Stored data entries:
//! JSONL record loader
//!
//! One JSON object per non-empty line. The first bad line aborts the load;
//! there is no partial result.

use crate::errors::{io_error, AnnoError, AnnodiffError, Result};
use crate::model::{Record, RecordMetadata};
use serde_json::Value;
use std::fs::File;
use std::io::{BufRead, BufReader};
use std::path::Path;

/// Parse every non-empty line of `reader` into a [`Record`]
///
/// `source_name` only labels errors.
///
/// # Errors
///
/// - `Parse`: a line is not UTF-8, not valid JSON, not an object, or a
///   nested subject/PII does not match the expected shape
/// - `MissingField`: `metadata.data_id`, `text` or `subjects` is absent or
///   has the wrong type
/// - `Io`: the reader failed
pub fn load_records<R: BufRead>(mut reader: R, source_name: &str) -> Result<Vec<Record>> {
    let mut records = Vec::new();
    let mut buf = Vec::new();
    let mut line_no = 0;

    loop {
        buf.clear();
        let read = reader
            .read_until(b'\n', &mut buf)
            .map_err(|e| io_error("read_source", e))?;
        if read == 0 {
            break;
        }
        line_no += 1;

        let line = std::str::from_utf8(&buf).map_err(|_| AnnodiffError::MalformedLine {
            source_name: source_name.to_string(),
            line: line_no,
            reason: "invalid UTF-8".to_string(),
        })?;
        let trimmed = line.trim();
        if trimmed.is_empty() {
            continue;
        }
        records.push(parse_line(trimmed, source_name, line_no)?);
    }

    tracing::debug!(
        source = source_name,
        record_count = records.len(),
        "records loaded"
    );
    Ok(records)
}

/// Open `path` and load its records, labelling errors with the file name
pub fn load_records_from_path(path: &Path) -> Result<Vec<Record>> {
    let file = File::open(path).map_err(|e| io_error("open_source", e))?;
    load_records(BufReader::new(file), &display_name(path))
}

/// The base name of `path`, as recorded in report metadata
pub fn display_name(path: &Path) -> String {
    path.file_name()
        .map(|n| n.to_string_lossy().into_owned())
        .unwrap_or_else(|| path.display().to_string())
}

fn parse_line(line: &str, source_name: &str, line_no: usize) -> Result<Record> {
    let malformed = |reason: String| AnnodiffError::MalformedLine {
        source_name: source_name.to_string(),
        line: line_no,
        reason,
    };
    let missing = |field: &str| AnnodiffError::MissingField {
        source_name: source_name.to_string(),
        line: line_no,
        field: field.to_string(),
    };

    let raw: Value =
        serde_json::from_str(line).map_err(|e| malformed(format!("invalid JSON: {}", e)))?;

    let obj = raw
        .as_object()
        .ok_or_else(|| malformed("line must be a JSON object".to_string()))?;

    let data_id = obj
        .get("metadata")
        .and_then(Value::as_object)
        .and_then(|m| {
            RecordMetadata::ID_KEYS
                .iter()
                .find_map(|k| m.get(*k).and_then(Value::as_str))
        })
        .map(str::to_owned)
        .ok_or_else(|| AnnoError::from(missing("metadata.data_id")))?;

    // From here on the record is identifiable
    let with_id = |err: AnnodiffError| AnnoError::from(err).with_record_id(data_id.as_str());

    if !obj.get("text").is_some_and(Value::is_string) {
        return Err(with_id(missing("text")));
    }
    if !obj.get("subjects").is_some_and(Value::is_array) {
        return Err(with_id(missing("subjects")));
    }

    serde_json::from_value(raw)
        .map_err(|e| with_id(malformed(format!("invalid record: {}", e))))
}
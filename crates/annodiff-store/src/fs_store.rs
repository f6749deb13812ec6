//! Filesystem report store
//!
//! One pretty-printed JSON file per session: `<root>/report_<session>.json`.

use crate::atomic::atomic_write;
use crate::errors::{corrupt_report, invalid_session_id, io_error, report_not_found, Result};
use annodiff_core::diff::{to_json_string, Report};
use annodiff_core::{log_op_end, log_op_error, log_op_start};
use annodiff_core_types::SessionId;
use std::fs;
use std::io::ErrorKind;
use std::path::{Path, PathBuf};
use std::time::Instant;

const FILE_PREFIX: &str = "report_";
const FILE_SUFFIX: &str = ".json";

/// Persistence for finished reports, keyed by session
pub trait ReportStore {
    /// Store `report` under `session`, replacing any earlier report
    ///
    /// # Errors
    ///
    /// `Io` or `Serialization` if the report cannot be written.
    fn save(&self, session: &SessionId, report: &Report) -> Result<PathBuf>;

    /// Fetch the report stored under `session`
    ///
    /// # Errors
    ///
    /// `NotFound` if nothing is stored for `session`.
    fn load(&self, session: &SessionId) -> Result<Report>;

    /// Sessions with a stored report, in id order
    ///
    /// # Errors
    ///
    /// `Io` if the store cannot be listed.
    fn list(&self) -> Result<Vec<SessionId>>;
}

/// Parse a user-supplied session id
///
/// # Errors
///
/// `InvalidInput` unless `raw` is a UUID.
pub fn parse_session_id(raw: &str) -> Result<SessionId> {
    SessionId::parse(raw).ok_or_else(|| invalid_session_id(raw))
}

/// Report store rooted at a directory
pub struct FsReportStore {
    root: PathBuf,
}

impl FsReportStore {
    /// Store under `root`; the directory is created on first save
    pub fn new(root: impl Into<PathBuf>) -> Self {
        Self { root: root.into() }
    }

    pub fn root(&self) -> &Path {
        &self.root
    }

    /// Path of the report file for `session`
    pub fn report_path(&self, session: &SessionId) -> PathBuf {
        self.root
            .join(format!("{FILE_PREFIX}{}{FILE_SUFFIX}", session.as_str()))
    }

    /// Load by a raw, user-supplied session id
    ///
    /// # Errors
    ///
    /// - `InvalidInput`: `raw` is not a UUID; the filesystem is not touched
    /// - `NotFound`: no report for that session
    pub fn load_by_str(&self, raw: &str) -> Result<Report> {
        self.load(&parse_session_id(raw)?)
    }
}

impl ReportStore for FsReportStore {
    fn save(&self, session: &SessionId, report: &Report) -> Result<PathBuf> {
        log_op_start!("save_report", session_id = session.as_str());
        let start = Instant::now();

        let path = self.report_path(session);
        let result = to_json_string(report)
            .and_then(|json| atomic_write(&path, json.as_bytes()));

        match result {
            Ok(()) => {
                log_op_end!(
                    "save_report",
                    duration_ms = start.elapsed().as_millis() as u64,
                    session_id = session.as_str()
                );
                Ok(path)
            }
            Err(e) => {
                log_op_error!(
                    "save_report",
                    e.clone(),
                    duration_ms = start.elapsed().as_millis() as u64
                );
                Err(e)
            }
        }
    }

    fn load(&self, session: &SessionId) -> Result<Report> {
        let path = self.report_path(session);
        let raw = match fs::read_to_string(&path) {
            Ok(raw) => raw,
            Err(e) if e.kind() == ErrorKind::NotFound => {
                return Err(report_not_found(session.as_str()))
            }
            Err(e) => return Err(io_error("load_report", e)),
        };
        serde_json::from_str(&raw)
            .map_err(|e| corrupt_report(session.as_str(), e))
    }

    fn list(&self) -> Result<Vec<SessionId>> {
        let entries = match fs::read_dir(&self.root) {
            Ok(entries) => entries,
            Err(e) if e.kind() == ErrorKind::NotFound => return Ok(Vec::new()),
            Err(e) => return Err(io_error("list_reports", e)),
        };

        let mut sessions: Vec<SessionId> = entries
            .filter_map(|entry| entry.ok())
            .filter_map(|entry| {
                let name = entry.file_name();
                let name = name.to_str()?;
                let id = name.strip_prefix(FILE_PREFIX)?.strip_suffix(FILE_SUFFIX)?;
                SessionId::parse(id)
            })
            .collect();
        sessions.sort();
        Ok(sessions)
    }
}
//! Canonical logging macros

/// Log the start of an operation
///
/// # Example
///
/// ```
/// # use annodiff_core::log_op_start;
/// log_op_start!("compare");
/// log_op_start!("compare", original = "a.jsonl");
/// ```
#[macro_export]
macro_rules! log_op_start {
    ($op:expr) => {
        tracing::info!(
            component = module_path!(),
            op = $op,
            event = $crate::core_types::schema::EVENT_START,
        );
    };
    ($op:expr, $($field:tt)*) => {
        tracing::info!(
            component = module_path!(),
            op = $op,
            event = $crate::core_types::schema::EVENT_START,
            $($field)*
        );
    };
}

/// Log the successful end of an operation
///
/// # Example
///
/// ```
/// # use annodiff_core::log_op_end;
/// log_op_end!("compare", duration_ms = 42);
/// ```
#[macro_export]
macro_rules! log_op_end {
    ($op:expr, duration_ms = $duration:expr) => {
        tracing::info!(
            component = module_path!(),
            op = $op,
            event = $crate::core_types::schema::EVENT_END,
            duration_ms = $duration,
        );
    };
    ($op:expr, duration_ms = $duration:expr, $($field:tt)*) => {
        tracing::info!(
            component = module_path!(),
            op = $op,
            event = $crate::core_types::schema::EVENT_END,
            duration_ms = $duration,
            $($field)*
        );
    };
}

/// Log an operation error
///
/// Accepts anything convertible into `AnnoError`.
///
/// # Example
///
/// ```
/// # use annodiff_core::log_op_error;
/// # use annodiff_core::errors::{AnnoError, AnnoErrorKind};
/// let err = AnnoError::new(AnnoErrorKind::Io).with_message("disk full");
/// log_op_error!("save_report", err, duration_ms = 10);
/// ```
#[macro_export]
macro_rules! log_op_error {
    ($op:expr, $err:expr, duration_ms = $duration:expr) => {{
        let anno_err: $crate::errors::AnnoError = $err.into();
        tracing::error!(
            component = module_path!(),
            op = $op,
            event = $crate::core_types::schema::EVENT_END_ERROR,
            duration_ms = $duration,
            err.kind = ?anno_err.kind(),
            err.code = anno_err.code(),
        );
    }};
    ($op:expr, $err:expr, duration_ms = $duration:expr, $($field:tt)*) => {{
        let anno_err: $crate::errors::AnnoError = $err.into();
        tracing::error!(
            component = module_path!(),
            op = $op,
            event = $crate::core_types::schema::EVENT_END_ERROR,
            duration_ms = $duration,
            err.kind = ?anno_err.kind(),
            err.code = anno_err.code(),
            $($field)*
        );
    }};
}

How to complete this task: Reproduce, character for character, only the lines of the preceding data that start at the line with "the file name" and end at the line with "let raw: Value", both included.

Solution:
/// Open `path` and load its records, labelling errors with the file name
pub fn load_records_from_path(path: &Path) -> Result<Vec<Record>> {
    let file = File::open(path).map_err(|e| io_error("open_source", e))?;
    load_records(BufReader::new(file), &display_name(path))
}

/// The base name of `path`, as recorded in report metadata
pub fn display_name(path: &Path) -> String {
    path.file_name()
        .map(|n| n.to_string_lossy().into_owned())
        .unwrap_or_else(|| path.display().to_string())
}

fn parse_line(line: &str, source_name: &str, line_no: usize) -> Result<Record> {
    let malformed = |reason: String| AnnodiffError::MalformedLine {
        source_name: source_name.to_string(),
        line: line_no,
        reason,
    };
    let missing = |field: &str| AnnodiffError::MissingField {
        source_name: source_name.to_string(),
        line: line_no,
        field: field.to_string(),
    };

    let raw: Value =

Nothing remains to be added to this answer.